▸ TASK: Please return all lines of the data below containing the string "heading".

(DATA SHOWN begins)

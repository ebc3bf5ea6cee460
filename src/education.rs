//! Patient education content.
//!
//! A few common topics have built-in teaching points; anything else is
//! summarized by the completion service.

use crate::completion::{CompletionClient, CompletionError, prompt};

/// A topic with hardcoded teaching points.
#[derive(Debug, Clone)]
pub struct EducationTopic {
    /// Display name.
    pub name: &'static str,
    /// Lowercase inputs that select this topic.
    pub aliases: &'static [&'static str],
    pub content: &'static str,
}

/// Built-in education topics.
pub const TOPICS: &[EducationTopic] = &[
    EducationTopic {
        name: "Congestive heart failure",
        aliases: &["chf", "congestive heart failure"],
        content: "CHF Education: Watch salt, daily weight, know warning signs (SOB, swelling), meds adherence.",
    },
    EducationTopic {
        name: "Diabetes",
        aliases: &["diabetes"],
        content: "Diabetes Ed: Monitor BG, proper insulin use, signs of hypo/hyperglycemia, healthy eating.",
    },
];

/// Looks up a built-in topic, ignoring case and surrounding whitespace.
pub fn find_topic(topic: &str) -> Option<&'static EducationTopic> {
    let needle = topic.trim().to_lowercase();
    TOPICS
        .iter()
        .find(|t| t.aliases.iter().any(|alias| *alias == needle))
}

/// Where education content came from.
#[derive(Debug, Clone)]
pub enum EducationContent {
    Canned(&'static EducationTopic),
    Generated(String),
}

impl EducationContent {
    pub fn text(&self) -> &str {
        match self {
            Self::Canned(topic) => topic.content,
            Self::Generated(text) => text,
        }
    }
}

/// Returns built-in content for known topics, otherwise asks the client once.
pub async fn education_for(
    client: &dyn CompletionClient,
    topic: &str,
) -> Result<EducationContent, CompletionError> {
    if let Some(canned) = find_topic(topic) {
        return Ok(EducationContent::Canned(canned));
    }

    let answer = client.complete(&prompt::education_prompt(topic.trim())).await?;
    Ok(EducationContent::Generated(answer))
}

#[cfg(test)]
#[allow(clippy::unwrap_used)]
mod tests {
    use super::*;
    use crate::completion::test_support::RecordingClient;

    #[test]
    fn test_find_topic_case_insensitive() {
        let upper = find_topic("CHF").unwrap();
        let lower = find_topic("chf").unwrap();
        assert_eq!(upper.name, lower.name);
        assert!(upper.content.starts_with("CHF Education"));
    }

    #[test]
    fn test_find_topic_alias_and_whitespace() {
        assert!(find_topic("  Congestive Heart Failure ").is_some());
        assert_eq!(find_topic("DIABETES").unwrap().name, "Diabetes");
    }

    #[test]
    fn test_find_topic_unknown() {
        assert!(find_topic("warfarin").is_none());
        assert!(find_topic("").is_none());
        assert!(find_topic("heart failure").is_none());
    }

    #[tokio::test]
    async fn test_education_for_known_topic_skips_client() {
        let client = RecordingClient::replying("unused");

        let content = education_for(&client, "chf").await.unwrap();

        assert!(matches!(content, EducationContent::Canned(_)));
        assert!(content.text().starts_with("CHF Education"));
        assert!(client.prompts().is_empty());
    }

    #[tokio::test]
    async fn test_education_for_unknown_topic_calls_client_once() {
        let client = RecordingClient::replying("- Take with food");

        let content = education_for(&client, "metformin").await.unwrap();

        assert_eq!(content.text(), "- Take with food");
        let prompts = client.prompts();
        assert_eq!(prompts.len(), 1);
        assert!(prompts[0].contains("metformin"));
    }

    #[tokio::test]
    async fn test_education_for_propagates_failure() {
        let client = RecordingClient::failing();

        let result = education_for(&client, "metformin").await;

        assert!(matches!(result, Err(CompletionError::RateLimited)));
        assert_eq!(client.prompts().len(), 1);
    }
}
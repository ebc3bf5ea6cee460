//! Nurse-style abbreviation of free-text documentation.
//!
//! Replacement is literal and ordered: each pair is applied to the whole text
//! before the next pair is tried, so later pairs see the output of earlier
//! ones. There is no word-boundary handling ("outpatient" becomes "outpt").

/// Ordered (long phrase, short phrase) pairs.
///
/// "shortness of breath" must stay ahead of the bare "shortness" entry.
pub const ABBREVIATIONS: &[(&str, &str)] = &[
    ("patient", "pt"),
    ("blood pressure", "BP"),
    ("shortness of breath", "SOB"),
    ("complains of", "c/o"),
    ("history of", "h/o"),
    ("shortness", "SOB"),
];

/// Applies [`ABBREVIATIONS`] to `note` in table order.
pub fn abbreviate(note: &str) -> String {
    ABBREVIATIONS
        .iter()
        .fold(note.to_string(), |text, (long, short)| {
            text.replace(long, short)
        })
}
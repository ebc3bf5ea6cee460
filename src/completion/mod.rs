//! Completion client for OpenAI-compatible chat APIs.
//!
//! Frontends depend on the [`CompletionClient`] trait so tests can swap in a
//! stub; [`OpenAiClient`] is the HTTP implementation.

mod client;
mod error;
pub mod prompt;

pub use client::{
    CompletionClient, DEFAULT_ENDPOINT, DEFAULT_MAX_TOKENS, DEFAULT_MODEL, OpenAiClient,
};
pub use error::CompletionError;

#[cfg(test)]
pub(crate) mod test_support;
use std::fmt;

use chrono::{DateTime, Local};

/// Display format of note timestamps.
pub const TIMESTAMP_FORMAT: &str = "%Y-%m-%d %H:%M:%S";

/// Separator used when a multi-line body is written on one line.
const LINE_JOIN: &str = " | ";

/// Which module produced a note.
#[derive(Debug, Clone, Copy, PartialEq, Eq)]
pub enum NoteKind {
    Symptom,
    Documentation,
    Education,
}

/// A single timestamped note.
#[derive(Debug, Clone, PartialEq, Eq)]
pub struct NoteEntry {
    pub timestamp: DateTime<Local>,
    pub kind: NoteKind,
    /// The symptom or education topic the note is about.
    pub subject: Option<String>,
    pub body: String,
}

impl NoteEntry {
    pub fn new(kind: NoteKind, subject: Option<String>, body: impl Into<String>) -> Self {
        Self::at(Local::now(), kind, subject, body)
    }

    pub fn at(
        timestamp: DateTime<Local>,
        kind: NoteKind,
        subject: Option<String>,
        body: impl Into<String>,
    ) -> Self {
        Self {
            timestamp,
            kind,
            subject,
            body: body.into(),
        }
    }

    fn heading(&self) -> String {
        let stamp = self.timestamp.format(TIMESTAMP_FORMAT);
        match (self.kind, self.subject.as_deref()) {
            (NoteKind::Symptom, Some(symptom)) => format!("{stamp} SYMPTOM: {symptom}"),
            (NoteKind::Symptom, None) => format!("{stamp} SYMPTOM"),
            (NoteKind::Documentation, _) => format!("{stamp} DOC"),
            (NoteKind::Education, Some(topic)) => format!("{stamp} PT ED ({topic})"),
            (NoteKind::Education, None) => format!("{stamp} PT ED"),
        }
    }

    /// Single-line rendering used for export.
    ///
    /// Line breaks in the body are collapsed so one note is one line.
    pub fn to_line(&self) -> String {
        let body = self
            .body
            .lines()
            .map(str::trim)
            .filter(|line| !line.is_empty())
            .collect::<Vec<_>>()
            .join(LINE_JOIN);

        match self.kind {
            NoteKind::Symptom => format!("{}{LINE_JOIN}{body}", self.heading()),
            NoteKind::Documentation | NoteKind::Education => {
                format!("{}: {body}", self.heading())
            }
        }
    }
}

impl fmt::Display for NoteEntry {
    /// Multi-line rendering used on screen.
    fn fmt(&self, f: &mut fmt::Formatter<'_>) -> fmt::Result {
        match self.kind {
            NoteKind::Documentation => write!(f, "{}: {}", self.heading(), self.body),
            NoteKind::Symptom | NoteKind::Education => {
                write!(f, "{}\n{}", self.heading(), self.body)
            }
        }
    }
}

/// Append-only list of notes in insertion order.
#[derive(Debug, Clone, Default)]
pub struct NoteLog {
    entries: Vec<NoteEntry>,
}

impl NoteLog {
    pub fn new() -> Self {
        Self::default()
    }

    pub fn push(&mut self, entry: NoteEntry) {
        self.entries.push(entry);
    }

    pub fn entries(&self) -> &[NoteEntry] {
        &self.entries
    }

    pub fn iter(&self) -> impl Iterator<Item = &NoteEntry> {
        self.entries.iter()
    }

    pub fn len(&self) -> usize {
        self.entries.len()
    }

    pub fn is_empty(&self) -> bool {
        self.entries.is_empty()
    }
}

(DATA SHOWN ends)

▸ TASK OUTPUT:
    fn heading(&self) -> String {
            NoteKind::Symptom => format!("{}{LINE_JOIN}{body}", self.heading()),
                format!("{}: {body}", self.heading())
            NoteKind::Documentation => write!(f, "{}: {}", self.heading(), self.body),
                write!(f, "{}\n{}", self.heading(), self.body)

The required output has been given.